Data shown:
◆ ◆ ◆ ◆ ◆ ◆ ◆

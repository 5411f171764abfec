//! User and collection endpoints

use crate::PatternStoreClient;
use crate::error::Result;
use scout_core::domain::pattern::QueryPattern;
use scout_core::domain::user::User;
use scout_core::dto::user::{AddToCollection, LoginRequest};

impl PatternStoreClient {
    /// Log in by email; the backend creates the user on first login
    pub async fn login(&self, req: &LoginRequest) -> Result<User> {
        let url = self.endpoint(&["auth", "login"])?;
        let response = self.client.post(url).json(req).send().await?;

        self.handle_response(response).await
    }

    /// Patterns in a user's collection, with full details
    pub async fn user_queries(&self, user_id: &str) -> Result<Vec<QueryPattern>> {
        let url = self.endpoint(&["users", user_id, "queries"])?;
        let response = self.client.get(url).send().await?;

        self.handle_response(response).await
    }

    /// Add a pattern to a user's collection
    pub async fn add_to_collection(&self, user_id: &str, query_name: &str) -> Result<()> {
        let url = self.endpoint(&["users", user_id, "queries"])?;
        let response = self
            .client
            .post(url)
            .json(&AddToCollection {
                query_name: query_name.to_string(),
            })
            .send()
            .await?;

        self.handle_empty_response(response).await
    }

    /// Remove a pattern from a user's collection
    pub async fn remove_from_collection(&self, user_id: &str, query_name: &str) -> Result<()> {
        let url = self.endpoint(&["users", user_id, "queries", query_name])?;
        let response = self.client.delete(url).send().await?;

        self.handle_empty_response(response).await
    }
}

◆ ◆ ◆ ◆ ◆ ◆ ◆

Prompt:
Your reply should be one number: how many lines in the listing hold the word "LoginRequest".

Response:
2